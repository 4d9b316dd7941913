//! One play session: the navigation state machine over a loaded book.
//!
//! The session reads sections from the store, filters choices through the
//! character's capabilities, delegates combat sections to the resolver,
//! and queues state-change events for the host to render. It is
//! single-threaded and synchronous; the host serializes access per
//! character.

use gb_combat::{FightOutcome, FightReport, ResolveOptions, ResultsTable};
use gb_core::book::{BookSection, CombatEncounter, SectionKind};
use gb_core::character::Character;
use gb_core::rng::{DigitRng, StdDigits};
use gb_core::store::SectionStore;

use crate::config::SessionConfig;
use crate::error::{EngineError, EngineResult};
use crate::events::{ChoiceView, GameEvent};
use crate::state::{NavState, TerminalKind};

/// An interactive play session over one book.
pub struct GameSession {
    store: SectionStore,
    table: ResultsTable,
    character: Character,
    rng: Box<dyn DigitRng>,
    state: NavState,
    eligible: Vec<usize>,
    pending_encounter: Option<CombatEncounter>,
    events: Vec<GameEvent>,
}

impl GameSession {
    /// Start a session at the character's recorded position.
    pub fn new(
        store: SectionStore,
        table: ResultsTable,
        character: Character,
        config: SessionConfig,
    ) -> EngineResult<Self> {
        Self::with_rng(store, table, character, Box::new(StdDigits::seeded(config.seed)))
    }

    /// Start a session with an injected digit source, for replay and tests.
    pub fn with_rng(
        store: SectionStore,
        table: ResultsTable,
        character: Character,
        rng: Box<dyn DigitRng>,
    ) -> EngineResult<Self> {
        let mut session = Self {
            store,
            table,
            character,
            rng,
            state: NavState::Narrative,
            eligible: Vec::new(),
            pending_encounter: None,
            events: Vec::new(),
        };
        let start = session.character.current_section;
        session.enter(start)?;
        Ok(session)
    }

    /// The current navigation state.
    pub fn state(&self) -> NavState {
        self.state
    }

    /// The active character.
    pub fn character(&self) -> &Character {
        &self.character
    }

    /// Mutable access to the character for host-driven progression
    /// (item pickups, healing, discipline grants between sections).
    pub fn character_mut(&mut self) -> &mut Character {
        &mut self.character
    }

    /// The section the session is currently at.
    pub fn current_section(&self) -> EngineResult<&BookSection> {
        Ok(self.store.get_section(self.character.current_section)?)
    }

    /// The currently visible choices. Empty during combat and in
    /// terminal states; ineligible choices are hidden, not disabled.
    pub fn eligible_choices(&self) -> EngineResult<Vec<ChoiceView>> {
        let section = self.current_section()?;
        Ok(choice_views(section, &self.eligible))
    }

    /// Drain all queued state-change events.
    pub fn take_events(&mut self) -> Vec<GameEvent> {
        std::mem::take(&mut self.events)
    }

    /// Select a choice by its index into the section's full choice list.
    ///
    /// Only valid in `Narrative`/`AwaitingChoice` and only for an index
    /// in the eligible set. Advances the character and enters the target
    /// section; returns the new section number.
    pub fn choose(&mut self, index: usize) -> EngineResult<u32> {
        match self.state {
            NavState::Terminal(_) => return Err(EngineError::SessionOver),
            NavState::InCombat => return Err(EngineError::CombatPending),
            NavState::Narrative | NavState::AwaitingChoice => {}
        }
        if !self.eligible.contains(&index) {
            return Err(EngineError::InvalidChoice(index));
        }

        let target = {
            let section = self.store.get_section(self.character.current_section)?;
            section.choices[index].target
        };
        let book = self.store.book().book_number;
        self.character.advance_section(book, target);
        self.enter(target)?;
        Ok(target)
    }

    /// Resolve the current section's fight.
    ///
    /// On defeat the session routes straight to `Terminal(Defeat)`
    /// regardless of the graph's declared targets. On victory or evasion
    /// the combat section's own choices — hidden until now — become the
    /// eligible set. A stalled fight leaves the session in combat so the
    /// host may retry with a different round limit; completed-round
    /// losses stand either way.
    pub fn fight(&mut self, options: &ResolveOptions) -> EngineResult<FightReport> {
        match self.state {
            NavState::InCombat => {}
            NavState::Terminal(_) => return Err(EngineError::SessionOver),
            NavState::Narrative | NavState::AwaitingChoice => {
                return Err(EngineError::NotInCombat);
            }
        }
        let encounter = self
            .pending_encounter
            .take()
            .ok_or(EngineError::NotInCombat)?;

        let report = match gb_combat::resolve(
            &mut self.character,
            &encounter,
            &self.table,
            self.rng.as_mut(),
            options,
        ) {
            Ok(report) => report,
            Err(err) => {
                self.pending_encounter = Some(encounter);
                return Err(err.into());
            }
        };

        for record in &report.rounds {
            self.events.push(GameEvent::CombatRoundResolved {
                enemy: encounter.enemy_name.clone(),
                record: *record,
            });
        }

        match report.outcome {
            FightOutcome::Defeated => {
                self.state = NavState::Terminal(TerminalKind::Defeat);
                self.eligible.clear();
                self.events.push(GameEvent::TerminalReached {
                    kind: TerminalKind::Defeat,
                });
            }
            FightOutcome::Victorious | FightOutcome::Evaded => {
                let section = self.store.get_section(self.character.current_section)?;
                self.state = NavState::AwaitingChoice;
                self.eligible = eligible_indices(&self.character, section);
                self.events.push(GameEvent::ChoicesAvailable {
                    choices: choice_views(section, &self.eligible),
                });
            }
        }
        Ok(report)
    }

    /// Enter a section and derive the new state from its kind.
    fn enter(&mut self, number: u32) -> EngineResult<()> {
        let section = self.store.get_section(number)?;
        self.events.push(GameEvent::SectionEntered {
            number,
            kind: section.kind,
        });

        if let Some(kind) = TerminalKind::from_section(section.kind) {
            self.state = NavState::Terminal(kind);
            self.eligible.clear();
            self.pending_encounter = None;
            self.events.push(GameEvent::TerminalReached { kind });
            return Ok(());
        }

        match section.kind {
            SectionKind::Combat => {
                // Choices stay hidden until the fight is resolved.
                self.state = NavState::InCombat;
                self.eligible.clear();
                self.pending_encounter = section.combat.clone();
            }
            _ => {
                self.state = if section.kind == SectionKind::Choice {
                    NavState::AwaitingChoice
                } else {
                    NavState::Narrative
                };
                self.pending_encounter = None;
                self.eligible = eligible_indices(&self.character, section);
                self.events.push(GameEvent::ChoicesAvailable {
                    choices: choice_views(section, &self.eligible),
                });
            }
        }
        Ok(())
    }
}

/// Indices of the choices the character is allowed to see.
fn eligible_indices(character: &Character, section: &BookSection) -> Vec<usize> {
    section
        .choices
        .iter()
        .enumerate()
        .filter(|(_, choice)| {
            choice
                .requires
                .as_deref()
                .is_none_or(|req| character.has_capability(req))
        })
        .map(|(i, _)| i)
        .collect()
}

/// Presentation views for an eligible index list.
fn choice_views(section: &BookSection, eligible: &[usize]) -> Vec<ChoiceView> {
    eligible
        .iter()
        .map(|&index| {
            let choice = &section.choices[index];
            ChoiceView {
                index,
                text: choice.text.clone(),
                target: choice.target,
            }
        })
        .collect()
}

## ASSIGNED TASK
All lines in the preceding records that hold the word "Narrative" need to be copied.

## RESULT FOR THIS TASK
            state: NavState::Narrative,
    /// Only valid in `Narrative`/`AwaitingChoice` and only for an index
            NavState::Narrative | NavState::AwaitingChoice => {}
            NavState::Narrative | NavState::AwaitingChoice => {
                    NavState::Narrative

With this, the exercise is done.